There is no doubt that Washington has tilted strongly towards Brasilia, promoting the Lula government as a counterweight to the influence exerted by the left-nationalism of Venezuela’s Chavez on the continent. Lula has encouraged this alignment, both with the deployment of the Brazilian military as “peacekeepers” in Haiti—freeing up US Marines for the occupation of Iraq—and in the recent ethanol treaty with Bush.

In conclusion, Freitas wrote: “The motive for the change being introduced in Brazil is obscure, but it is already known that the dimensions of its effects, internal and external, can only be great and grave.”

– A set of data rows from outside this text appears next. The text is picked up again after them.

//! The combinatorial test case pattern.
//!
//! A case declares its dimensions, reads each combination into its own
//! typed fields, and queues a chain of steps that exercise the control and
//! verify the results through its [`TestLog`].

use crate::dimension::Dimension;
use crate::engine::{Combination, CombinatorialEngine};
use crate::log::{Outcome, TestLog};
use crate::matrix::Overrides;
use crate::sequencer::{Host, Sequencer, StepQueue};
use crate::TestResult;
use serde::{Deserialize, Serialize};

/// What to do after a combination fails.
#[derive(Debug, Clone, Copy, Default, PartialEq, Eq, Serialize, Deserialize)]
#[serde(rename_all = "kebab-case")]
pub enum FailurePolicy {
    /// Stop at the first failing combination.
    #[default]
    FailFast,
    /// Record the failure and keep going.
    CollectAll,
}

/// A test case run once per combination of its dimensions.
pub trait CombinatorialCase: Host + Sized + 'static {
    /// Name used in logs and reports.
    fn name(&self) -> &str;

    /// The dimensions to combine.
    fn dimensions(&self) -> TestResult<Vec<Dimension>>;

    /// Load a combination into the case; return `false` to skip it.
    fn read_combination(&mut self, combination: &Combination) -> TestResult<bool>;

    /// Queue the first step for the current combination.
    fn start_combination(&mut self, queue: &mut StepQueue<Self>) -> TestResult<()>;

    fn log(&mut self) -> &mut TestLog;

    /// Cases opt into collecting all failures; the default stops early.
    fn failure_policy(&self) -> FailurePolicy {
        FailurePolicy::FailFast
    }

    /// Hook for installing an engine-wide filter.
    fn configure_engine(&self, _engine: &mut CombinatorialEngine) {}
}

/// Run `case` over every combination of its (overridden) dimensions.
///
/// Errors building the engine are returned; failures inside combinations
/// are recorded in the outcome.
pub fn run_case<C: CombinatorialCase>(case: &mut C, overrides: &Overrides) -> TestResult<Outcome> {
    let dimensions = overrides.apply(case.dimensions()?)?;
    let mut engine = CombinatorialEngine::from_dimensions(dimensions)?;
    case.configure_engine(&mut engine);

    let policy = case.failure_policy();
    let name = case.name().to_string();
    tracing::info!(case = %name, total = engine.total_combinations(), ?policy, "case started");

    let mut combination = Combination::new();
    while engine.next_into(&mut combination) {
        case.log()
            .begin_combination(combination.ordinal(), combination.describe());

        match case.read_combination(&combination) {
            Ok(false) => {
                case.log().skip_combination();
                continue;
            }
            Ok(true) => {
                let mut queue = StepQueue::new();
                let result = case
                    .start_combination(&mut queue)
                    .and_then(|()| Sequencer::run_queue(case, queue));
                if let Err(e) = result {
                    case.log().record_error(&e);
                }
            }
            Err(e) => case.log().record_error(&e),
        }

        if case.log().end_combination() && policy == FailurePolicy::FailFast {
            tracing::warn!(case = %name, combination = combination.ordinal(), "stopping at first failure");
            break;
        }
    }

    let log = std::mem::replace(case.log(), TestLog::new(name));
    Ok(log.finish())
}
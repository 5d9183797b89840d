//! Named axes of variation.

use crate::value::Value;
use crate::{TestError, TestResult};

/// A named, ordered, non-empty set of candidate values.
///
/// Exactly one value of every dimension is selected for each combination
/// produced by [`CombinatorialEngine`](crate::CombinatorialEngine). A value
/// may carry a filter expression restricting which combinations it can
/// appear in (see [`filter`](crate::filter)).
#[derive(Debug, Clone, PartialEq)]
pub struct Dimension {
    name: String,
    values: Vec<Value>,
    filters: Option<Vec<Option<String>>>,
}

impl Dimension {
    /// Create a dimension with the given values.
    pub fn new<I, V>(name: impl Into<String>, values: I) -> TestResult<Self>
    where
        I: IntoIterator<Item = V>,
        V: Into<Value>,
    {
        let name = name.into();
        let values: Vec<Value> = values.into_iter().map(Into::into).collect();

        if name.is_empty() {
            return Err(TestError::InvalidArgument(
                "No name defined for the dimension".into(),
            ));
        }
        if values.is_empty() {
            return Err(TestError::InvalidArgument(format!(
                "No values have been defined for dimension {}",
                name
            )));
        }

        Ok(Self {
            name,
            values,
            filters: None,
        })
    }

    /// Create a dimension whose values carry filter expressions.
    ///
    /// `filters` must have one entry per value; `None` or an empty string
    /// means the value is unconditional.
    pub fn with_filters<I, V>(
        name: impl Into<String>,
        values: I,
        filters: Vec<Option<String>>,
    ) -> TestResult<Self>
    where
        I: IntoIterator<Item = V>,
        V: Into<Value>,
    {
        let mut dimension = Self::new(name, values)?;
        if filters.len() != dimension.values.len() {
            return Err(TestError::InvalidArgument(format!(
                "Count of filters ({}) different from values ({}) in dimension {}",
                filters.len(),
                dimension.values.len(),
                dimension.name
            )));
        }
        dimension.filters = Some(filters);
        Ok(dimension)
    }

    /// Dimension name.
    pub fn name(&self) -> &str {
        &self.name
    }

    /// All candidate values.
    pub fn values(&self) -> &[Value] {
        &self.values
    }

    /// Value at the given index.
    pub fn value(&self, index: usize) -> Option<&Value> {
        self.values.get(index)
    }

    /// Number of candidate values (never zero).
    pub fn len(&self) -> usize {
        self.values.len()
    }

    /// Always false; kept for API symmetry with collections.
    pub fn is_empty(&self) -> bool {
        self.values.is_empty()
    }

    /// Filter expression for the value at `index`, if any.
    pub fn filter(&self, index: usize) -> Option<&str> {
        self.filters
            .as_ref()
            .and_then(|f| f.get(index))
            .and_then(|f| f.as_deref())
            .filter(|f| !f.trim().is_empty())
    }

    /// Whether any value carries a filter.
    pub fn has_filters(&self) -> bool {
        (0..self.values.len()).any(|i| self.filter(i).is_some())
    }
}

#[cfg(test)]
mod tests {
    use super::*;

    #[test]
    fn test_new_dimension() {
        let d = Dimension::new("TestValue", [true, false]).unwrap();
        assert_eq!(d.name(), "TestValue");
        assert_eq!(d.len(), 2);
        assert_eq!(d.value(0), Some(&Value::Bool(true)));
        assert_eq!(d.value(2), None);
        assert!(!d.has_filters());
    }

    #[test]
    fn test_heterogeneous_values() {
        let d = Dimension::new(
            "Mixed",
            vec![Value::from(1), Value::from("one"), Value::ident("One")],
        )
        .unwrap();
        assert_eq!(d.len(), 3);
    }

    #[test]
    fn test_empty_values_rejected() {
        let err = Dimension::new("Text", Vec::<Value>::new()).unwrap_err();
        assert!(matches!(err, TestError::InvalidArgument(_)));
    }

    #[test]
    fn test_empty_name_rejected() {
        let err = Dimension::new("", ["a"]).unwrap_err();
        assert!(matches!(err, TestError::InvalidArgument(_)));
    }

    #[test]
    fn test_filter_count_mismatch() {
        let err = Dimension::with_filters("Text", ["a", "b"], vec![None]).unwrap_err();
        assert!(matches!(err, TestError::InvalidArgument(_)));
    }

    #[test]
    fn test_filter_lookup() {
        let d = Dimension::with_filters(
            "Text",
            ["a", "b", "c"],
            vec![None, Some("Kind==0".into()), Some("  ".into())],
        )
        .unwrap();
        assert_eq!(d.filter(0), None);
        assert_eq!(d.filter(1), Some("Kind==0"));
        assert_eq!(d.filter(2), None);
        assert!(d.has_filters());
    }
}
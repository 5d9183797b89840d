//! Deterministic sample content for editing tests.

use crate::dimension::Dimension;
use crate::value::Value;
use crate::TestResult;

/// A named sample string.
#[derive(Debug, Clone, Copy, PartialEq, Eq)]
pub struct SampleText {
    pub name: &'static str,
    pub value: &'static str,
}

impl SampleText {
    pub fn is_multiline(&self) -> bool {
        self.value.contains('\n')
    }

    /// Length in characters.
    pub fn char_len(&self) -> usize {
        self.value.chars().count()
    }
}

const SAMPLES: &[SampleText] = &[
    SampleText {
        name: "empty",
        value: "",
    },
    SampleText {
        name: "latin",
        value: "Hello world",
    },
    SampleText {
        name: "wrapping-line",
        value: "Sample phrase that is long enough to wrap inside a narrow text box",
    },
    SampleText {
        name: "multi-line",
        value: "first line\nsecond line\nthird",
    },
    SampleText {
        name: "surrogate-pair",
        value: "a\u{1D11E}b",
    },
    SampleText {
        name: "combining",
        value: "e\u{0301}te\u{0301}",
    },
    SampleText {
        name: "mixed-scripts",
        value: "abc \u{05D0}\u{05D1}\u{05D2} \u{0628}\u{062A} xyz",
    },
    SampleText {
        name: "tabs",
        value: "col1\tcol2\tcol3",
    },
];

/// Collection of deterministic test fixtures.
pub struct Fixtures;

impl Fixtures {
    /// All sample strings.
    pub fn sample_texts() -> &'static [SampleText] {
        SAMPLES
    }

    /// Sample string by name.
    pub fn text(name: &str) -> Option<&'static str> {
        SAMPLES.iter().find(|s| s.name == name).map(|s| s.value)
    }

    /// Single-line samples only.
    pub fn single_line_texts() -> Vec<&'static str> {
        SAMPLES
            .iter()
            .filter(|s| !s.is_multiline())
            .map(|s| s.value)
            .collect()
    }

    /// Dimension named `name` over the given samples.
    pub fn text_dimension(name: &str, samples: &[&str]) -> TestResult<Dimension> {
        let values: TestResult<Vec<Value>> = samples
            .iter()
            .map(|s| {
                Self::text(s).map(Value::from).ok_or_else(|| {
                    crate::TestError::InvalidArgument(format!("Unknown sample text {}", s))
                })
            })
            .collect();
        Dimension::new(name, values?)
    }

    /// Caret placements used by selection-sensitive cases.
    pub fn selection_states() -> Vec<Value> {
        ["start", "middle", "end", "selectall"]
            .into_iter()
            .map(Value::ident)
            .collect()
    }

    /// Text of exactly `len` characters cycling through the alphabet.
    pub fn text_of_len(len: usize) -> String {
        (b'a'..=b'z').cycle().take(len).map(char::from).collect()
    }

    /// Long multi-paragraph text.
    pub fn long_text() -> String {
        r#"Lorem ipsum dolor sit amet, consectetur adipiscing elit.
Sed do eiusmod tempor incididunt ut labore et dolore magna aliqua.
Ut enim ad minim veniam, quis nostrud exercitation ullamco laboris.

Curabitur pretium tincidunt lacus. Nulla gravida orci a odio.
Nullam varius, turpis et commodo pharetra, est eros bibendum elit."#
            .to_string()
    }
}
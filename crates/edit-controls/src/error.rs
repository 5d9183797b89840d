//! Control error types.

use thiserror::Error;

/// Errors raised by controls and the window that hosts them.
#[derive(Debug, Error)]
pub enum ControlError {
    /// An argument was outside the accepted range.
    #[error("Argument out of range: {name} = {value}")]
    ArgumentOutOfRange { name: &'static str, value: i64 },

    /// The operation is not supported by this kind of control.
    #[error("Invalid operation: {0}")]
    InvalidOperation(String),

    /// Unknown control type name.
    #[error("Unknown control type: {0}")]
    UnknownType(String),

    /// No element with this id in the window.
    #[error("Element not found: {0}")]
    ElementNotFound(usize),

    /// Drawing into the surface failed.
    #[error("Render error: {0}")]
    Render(#[from] std::io::Error),
}

impl ControlError {
    pub(crate) fn out_of_range(name: &'static str, value: i64) -> Self {
        Self::ArgumentOutOfRange { name, value }
    }

    /// True for [`ControlError::ArgumentOutOfRange`].
    pub fn is_argument_out_of_range(&self) -> bool {
        matches!(self, Self::ArgumentOutOfRange { .. })
    }
}

/// Result type for control operations.
pub type ControlResult<T> = Result<T, ControlError>;

#[cfg(test)]
mod tests {
    use super::*;

    #[test]
    fn test_messages() {
        let messages = [
            ControlError::out_of_range("start", -1),
            ControlError::InvalidOperation("PasswordBox does not accept tabs".into()),
            ControlError::UnknownType("ComboBox".into()),
            ControlError::ElementNotFound(7),
        ]
        .iter()
        .map(ToString::to_string)
        .collect::<Vec<_>>()
        .join("\n");

        insta::assert_snapshot!(messages, @r"
        Argument out of range: start = -1
        Invalid operation: PasswordBox does not accept tabs
        Unknown control type: ComboBox
        Element not found: 7
        ");
    }

    #[test]
    fn test_only_range_errors_match() {
        assert!(ControlError::out_of_range("length", -3).is_argument_out_of_range());
        assert!(!ControlError::ElementNotFound(0).is_argument_out_of_range());
    }
}
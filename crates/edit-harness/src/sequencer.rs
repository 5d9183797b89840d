//! Cooperative step sequencing.
//!
//! A test is a chain of small steps. Before each step the host is asked to
//! drain its pending work (input dispatch, layout, render) so that a step
//! always observes the effects of the previous one. Steps queue their
//! successors; the chain ends when the queue is empty or a step fails.

use crate::{TestError, TestResult};
use std::collections::VecDeque;
use std::panic;

/// Something with pending work that must settle between steps.
pub trait Host {
    /// Process all pending host work.
    fn do_events(&mut self) -> TestResult<()>;
}

/// A single deferred unit of test work.
pub type Step<C> = Box<dyn FnOnce(&mut C, &mut StepQueue<C>) -> TestResult<()>>;

/// FIFO of pending steps.
pub struct StepQueue<C> {
    steps: VecDeque<Step<C>>,
}

impl<C> StepQueue<C> {
    pub fn new() -> Self {
        Self {
            steps: VecDeque::new(),
        }
    }

    /// Schedule a step to run after all previously queued steps.
    pub fn queue_step<F>(&mut self, step: F)
    where
        F: FnOnce(&mut C, &mut StepQueue<C>) -> TestResult<()> + 'static,
    {
        self.steps.push_back(Box::new(step));
    }

    /// Number of pending steps.
    pub fn len(&self) -> usize {
        self.steps.len()
    }

    pub fn is_empty(&self) -> bool {
        self.steps.is_empty()
    }

    /// Drop all pending steps.
    pub fn clear(&mut self) {
        self.steps.clear();
    }

    fn pop(&mut self) -> Option<Step<C>> {
        self.steps.pop_front()
    }
}

impl<C> Default for StepQueue<C> {
    fn default() -> Self {
        Self::new()
    }
}

impl<C> std::fmt::Debug for StepQueue<C> {
    fn fmt(&self, f: &mut std::fmt::Formatter<'_>) -> std::fmt::Result {
        f.debug_struct("StepQueue")
            .field("pending", &self.steps.len())
            .finish()
    }
}

/// Runs step chains against a host context.
pub struct Sequencer;

impl Sequencer {
    /// Run `first` and every step it (transitively) queues.
    ///
    /// Returns the number of steps executed.
    pub fn run<C, F>(ctx: &mut C, first: F) -> TestResult<usize>
    where
        C: Host,
        F: FnOnce(&mut C, &mut StepQueue<C>) -> TestResult<()> + 'static,
    {
        let mut queue = StepQueue::new();
        queue.queue_step(first);
        Self::run_queue(ctx, queue)
    }

    /// Run an already populated queue to completion.
    ///
    /// The first failing step (error or panic) stops the chain; remaining
    /// steps are dropped and the error is returned.
    pub fn run_queue<C: Host>(ctx: &mut C, mut queue: StepQueue<C>) -> TestResult<usize> {
        let mut executed = 0;

        while let Some(step) = queue.pop() {
            ctx.do_events()?;

            let result = panic::catch_unwind(panic::AssertUnwindSafe(|| step(ctx, &mut queue)))
                .unwrap_or_else(|payload| Err(TestError::StepPanicked(panic_message(&*payload))));
            executed += 1;

            if let Err(e) = result {
                tracing::warn!(step = executed, pending = queue.len(), error = %e, "step failed");
                queue.clear();
                return Err(e);
            }
            tracing::trace!(step = executed, pending = queue.len(), "step completed");
        }

        Ok(executed)
    }
}

fn panic_message(payload: &(dyn std::any::Any + Send)) -> String {
    if let Some(s) = payload.downcast_ref::<&str>() {
        (*s).to_string()
    } else if let Some(s) = payload.downcast_ref::<String>() {
        s.clone()
    } else {
        "non-string panic payload".to_string()
    }
}

#[cfg(test)]
mod tests {
    use super::*;

    #[derive(Default)]
    struct Recorder {
        events: Vec<String>,
        pending: usize,
        fail_events: bool,
    }

    impl Host for Recorder {
        fn do_events(&mut self) -> TestResult<()> {
            if self.fail_events {
                return Err(TestError::Host("dispatcher stopped".into()));
            }
            self.events.push(format!("drain({})", self.pending));
            self.pending = 0;
            Ok(())
        }
    }

    #[test]
    fn test_chain_order() {
        let mut ctx = Recorder::default();
        let executed = Sequencer::run(&mut ctx, |c: &mut Recorder, q| {
            c.events.push("a".into());
            c.pending = 2;
            q.queue_step(|c: &mut Recorder, q| {
                c.events.push("b".into());
                q.queue_step(|c: &mut Recorder, _| {
                    c.events.push("c".into());
                    Ok(())
                });
                Ok(())
            });
            Ok(())
        })
        .unwrap();

        assert_eq!(executed, 3);
        assert_eq!(
            ctx.events,
            vec!["drain(0)", "a", "drain(2)", "b", "drain(0)", "c"]
        );
    }

    #[test]
    fn test_fifo_between_siblings() {
        let mut ctx = Recorder::default();
        Sequencer::run(&mut ctx, |_: &mut Recorder, q| {
            q.queue_step(|c: &mut Recorder, q| {
                c.events.push("first".into());
                q.queue_step(|c: &mut Recorder, _| {
                    c.events.push("third".into());
                    Ok(())
                });
                Ok(())
            });
            q.queue_step(|c: &mut Recorder, _| {
                c.events.push("second".into());
                Ok(())
            });
            Ok(())
        })
        .unwrap();

        let steps: Vec<&str> = ctx
            .events
            .iter()
            .filter(|e| !e.starts_with("drain"))
            .map(String::as_str)
            .collect();
        assert_eq!(steps, vec!["first", "second", "third"]);
    }

    #[test]
    fn test_error_stops_chain() {
        let mut ctx = Recorder::default();
        let result = Sequencer::run(&mut ctx, |_: &mut Recorder, q| {
            q.queue_step(|_: &mut Recorder, _| {
                Err(TestError::VerificationFailed("boom".into()))
            });
            q.queue_step(|c: &mut Recorder, _| {
                c.events.push("never".into());
                Ok(())
            });
            Ok(())
        });

        assert!(matches!(result, Err(TestError::VerificationFailed(_))));
        assert!(!ctx.events.iter().any(|e| e == "never"));
    }

    #[test]
    fn test_panic_becomes_error() {
        let mut ctx = Recorder::default();
        let result = Sequencer::run(&mut ctx, |_: &mut Recorder, _| -> TestResult<()> {
            panic!("step blew up")
        });

        match result {
            Err(TestError::StepPanicked(msg)) => assert_eq!(msg, "step blew up"),
            other => panic!("unexpected result: {:?}", other),
        }
    }

    #[test]
    fn test_host_error_propagates() {
        let mut ctx = Recorder {
            fail_events: true,
            ..Default::default()
        };
        let result = Sequencer::run(&mut ctx, |c: &mut Recorder, _| {
            c.events.push("ran".into());
            Ok(())
        });

        assert!(matches!(result, Err(TestError::Host(_))));
        assert!(ctx.events.is_empty());
    }

    #[test]
    fn test_empty_queue() {
        let mut ctx = Recorder::default();
        let executed = Sequencer::run_queue(&mut ctx, StepQueue::new()).unwrap();
        assert_eq!(executed, 0);
        assert!(ctx.events.is_empty());
    }
}
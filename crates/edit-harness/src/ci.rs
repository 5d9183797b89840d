//! CI integration utilities.

use crate::log::{Outcome, OutcomeStatus};
use crate::{TestResult, UPDATE_MASTERS};
use std::env;
use std::path::Path;

/// Environment variable for CI detection.
pub const CI_VAR: &str = "CI";

/// Check if running in a CI environment.
pub fn is_ci() -> bool {
    env::var(CI_VAR).is_ok()
        || env::var("CONTINUOUS_INTEGRATION").is_ok()
        || env::var("GITHUB_ACTIONS").is_ok()
        || env::var("GITLAB_CI").is_ok()
        || env::var("TRAVIS").is_ok()
        || env::var("CIRCLECI").is_ok()
        || env::var("JENKINS_URL").is_ok()
}

/// Check if master images should be rewritten from samples.
pub fn should_update_masters() -> bool {
    env::var(UPDATE_MASTERS).is_ok()
}

/// Configuration for CI-specific behavior.
#[derive(Debug, Clone)]
pub struct CiConfig {
    /// Whether to use colored output.
    pub colored_output: bool,
    /// Whether to list every failure in the summary.
    pub verbose_failures: bool,
    /// Whether to stop a case at its first failing combination.
    pub fail_fast: bool,
    /// Failures listed per case when not verbose.
    pub max_failures_shown: usize,
    /// Whether to emit GitHub Actions annotations.
    pub annotations: bool,
    /// Whether running in CI.
    pub is_ci: bool,
}

impl CiConfig {
    /// Create configuration from environment variables.
    pub fn from_env() -> Self {
        let is_ci = is_ci();

        Self {
            // No colours in CI unless forced
            colored_output: !is_ci || env::var("FORCE_COLOR").is_ok(),
            verbose_failures: is_ci || env::var("VERBOSE_FAILURES").is_ok(),
            fail_fast: is_ci && env::var("NO_FAIL_FAST").is_err(),
            max_failures_shown: if is_ci { 100 } else { 10 },
            annotations: env::var("GITHUB_ACTIONS").is_ok(),
            is_ci,
        }
    }

    /// Create local development configuration.
    pub fn local() -> Self {
        Self {
            colored_output: true,
            verbose_failures: false,
            fail_fast: false,
            max_failures_shown: 10,
            annotations: false,
            is_ci: false,
        }
    }

    /// Create CI-specific configuration.
    pub fn ci() -> Self {
        Self {
            colored_output: false,
            verbose_failures: true,
            fail_fast: true,
            max_failures_shown: 100,
            annotations: false,
            is_ci: true,
        }
    }

    pub fn with_colors(mut self, enabled: bool) -> Self {
        self.colored_output = enabled;
        self
    }

    pub fn with_fail_fast(mut self, enabled: bool) -> Self {
        self.fail_fast = enabled;
        self
    }

    pub fn with_max_failures_shown(mut self, count: usize) -> Self {
        self.max_failures_shown = count;
        self
    }
}

impl Default for CiConfig {
    fn default() -> Self {
        Self::from_env()
    }
}

/// Aggregates case outcomes for the end-of-run report.
#[derive(Debug, Default)]
pub struct TestReporter {
    outcomes: Vec<Outcome>,
    max_failures_shown: Option<usize>,
}

impl TestReporter {
    pub fn new() -> Self {
        Self::default()
    }

    /// Reporter honouring the failure listing limit of `config`.
    pub fn with_config(config: &CiConfig) -> Self {
        Self {
            outcomes: Vec::new(),
            max_failures_shown: (!config.verbose_failures).then_some(config.max_failures_shown),
        }
    }

    /// Record a finished case.
    pub fn record(&mut self, outcome: Outcome) {
        self.outcomes.push(outcome);
    }

    pub fn outcomes(&self) -> &[Outcome] {
        &self.outcomes
    }

    pub fn passed(&self) -> usize {
        self.count(OutcomeStatus::Passed)
    }

    pub fn failed(&self) -> usize {
        self.count(OutcomeStatus::Failed)
    }

    pub fn timed_out(&self) -> usize {
        self.count(OutcomeStatus::TimedOut)
    }

    pub fn total(&self) -> usize {
        self.outcomes.len()
    }

    pub fn all_passed(&self) -> bool {
        self.outcomes.iter().all(Outcome::passed)
    }

    fn count(&self, status: OutcomeStatus) -> usize {
        self.outcomes.iter().filter(|o| o.status == status).count()
    }

    /// Generate a summary report.
    pub fn summary(&self) -> String {
        let mut lines = vec![
            "Test Results:".to_string(),
            format!("  Passed:    {}", self.passed()),
            format!("  Failed:    {}", self.failed()),
            format!("  Timed out: {}", self.timed_out()),
            format!("  Total:     {}", self.total()),
        ];

        let failing: Vec<&Outcome> = self.outcomes.iter().filter(|o| !o.passed()).collect();
        if !failing.is_empty() {
            lines.push(String::new());
            lines.push("Failures:".to_string());

            for outcome in failing {
                lines.push(format!("  {}", outcome.summary()));
                let limit = self.max_failures_shown.unwrap_or(usize::MAX);
                for failure in outcome.failures.iter().take(limit) {
                    lines.push(format!("    {}", failure));
                }
                if outcome.failures.len() > limit {
                    lines.push(format!("    ... {} more", outcome.failures.len() - limit));
                }
            }
        }

        lines.join("\n")
    }

    /// Write all outcomes as a JSON array.
    pub fn write_json(&self, path: impl AsRef<Path>) -> TestResult<()> {
        let path = path.as_ref();
        if let Some(parent) = path.parent().filter(|p| !p.as_os_str().is_empty()) {
            std::fs::create_dir_all(parent)?;
        }
        std::fs::write(path, serde_json::to_string_pretty(&self.outcomes)?)?;
        Ok(())
    }

    /// Process exit code: 0 when everything passed.
    pub fn exit_code(&self) -> i32 {
        if self.all_passed() {
            0
        } else {
            1
        }
    }
}

/// Utilities for GitHub Actions.
pub mod github_actions {
    use crate::log::Outcome;

    /// Output an error annotation.
    pub fn error(message: &str) {
        println!("::error::{}", escape(message));
    }

    /// Output a warning annotation.
    pub fn warning(message: &str) {
        println!("::warning::{}", escape(message));
    }

    /// Start a group in the log.
    pub fn group(name: &str) {
        println!("::group::{}", name);
    }

    /// End a group in the log.
    pub fn endgroup() {
        println!("::endgroup::");
    }

    /// One error annotation per failure of a case.
    pub fn annotate(outcome: &Outcome) {
        for failure in &outcome.failures {
            error(&format!("{}: {}", outcome.case, failure));
        }
    }

    /// Annotation messages cannot contain raw newlines.
    pub fn escape(message: &str) -> String {
        message
            .replace('%', "%25")
            .replace('\r', "%0D")
            .replace('\n', "%0A")
    }
}

#[cfg(test)]
mod tests {
    use super::*;
    use crate::log::TestLog;

    #[test]
    fn test_ci_config_local() {
        let config = CiConfig::local();
        assert!(config.colored_output);
        assert!(!config.verbose_failures);
        assert!(!config.fail_fast);
        assert!(!config.is_ci);
    }

    #[test]
    fn test_ci_config_ci() {
        let config = CiConfig::ci();
        assert!(!config.colored_output);
        assert!(config.verbose_failures);
        assert!(config.fail_fast);
        assert!(config.is_ci);
    }

    fn outcome(case: &str, failures: &[&str]) -> Outcome {
        let mut log = TestLog::new(case);
        for (i, message) in failures.iter().enumerate() {
            log.begin_combination(i, format!("N={}", i));
            log.fail(*message);
            log.end_combination();
        }
        log.finish()
    }

    #[test]
    fn test_reporter_counts() {
        let mut reporter = TestReporter::new();
        reporter.record(outcome("a", &[]));
        reporter.record(outcome("b", &["bad"]));
        reporter.record(Outcome::timed_out("c", chrono::Utc::now(), "too slow"));

        assert_eq!(reporter.total(), 3);
        assert_eq!(reporter.passed(), 1);
        assert_eq!(reporter.failed(), 1);
        assert_eq!(reporter.timed_out(), 1);
        assert!(!reporter.all_passed());
        assert_eq!(reporter.exit_code(), 1);
    }

    #[test]
    fn test_reporter_summary() {
        let mut reporter = TestReporter::with_config(&CiConfig::local().with_max_failures_shown(1));
        reporter.record(outcome("accepts-tab", &[]));
        reporter.record(outcome("max-length", &["Text length: expected 3, actual 4", "second"]));

        insta::assert_snapshot!(reporter.summary(), @r"
        Test Results:
          Passed:    1
          Failed:    1
          Timed out: 0
          Total:     2

        Failures:
          max-length: FAILED (2 combinations, 2 failed)
            [#0 N=0] Text length: expected 3, actual 4
            ... 1 more
        ");
    }

    #[test]
    fn test_write_json() {
        let dir = tempfile::tempdir().unwrap();
        let path = dir.path().join("report/outcomes.json");
        let mut reporter = TestReporter::new();
        reporter.record(outcome("a", &[]));
        reporter.write_json(&path).unwrap();

        let back: Vec<Outcome> =
            serde_json::from_str(&std::fs::read_to_string(&path).unwrap()).unwrap();
        assert_eq!(back.len(), 1);
        assert_eq!(back[0].case, "a");
    }

    #[test]
    fn test_escape_annotation() {
        assert_eq!(github_actions::escape("a\nb 100%"), "a%0Ab 100%25");
    }
}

Brazil is not building up its military—and potentially pursuing nuclear weapons—because of some perceived threat from Venezuela. If anything, the political demonization of Chavez and Venezuela’s recent arms deals have merely been employed by the Brazilian military and its backers as a useful pretext for promoting rearmament.

Nor, obviously, is there any groundswell of popular support for increased military spending, much less a nuclear arms program. The one political figure most identified with supporting a Brazilian bomb—the recently deceased right-wing nationalist deputy and former presidential candidate Enéas Carneiro of the Party for the Reconstruction of the National Order (PRONA)—was turned into an object of public ridicule over the proposal.

Nonetheless, there are profound objective forces underlying the drive by Brazil’s ruling circles to pursue renewed military power, including nuclear weapons. The international arena is characterized by the increasingly sharp and open conflicts between the rival capitalist nation states over the control of resources and markets. This process has found its most acute expression in the eruption of American militarism, as Washington seeks to exploit its military superiority to offset its relative economic decline, launching two wars of aggression for control of energy-rich regions in the course of the last seven years.

General Moreira Barros’s warnings about Brazil becoming a “target” for potential wars over increasingly scarce sources of energy, water and food reflects the emerging reality of a build-up towards a new period of worldwide conflagration. At the same time, the Brazilian ruling elite has its own increasing regional and global profit interests, and is prepared to utilize military force to further them.

While, no doubt, the Workers Party government will promote militarism and a revived nuclear program with the politics of nationalism, these developments pose an ominous threat to the Brazilian working class. As a result, it will confront growing attacks on its living standards, the increasing power of a military that relinquished its dictatorial grip over the country little more than two decades ago and the prospect of being dragged into a catastrophic world war.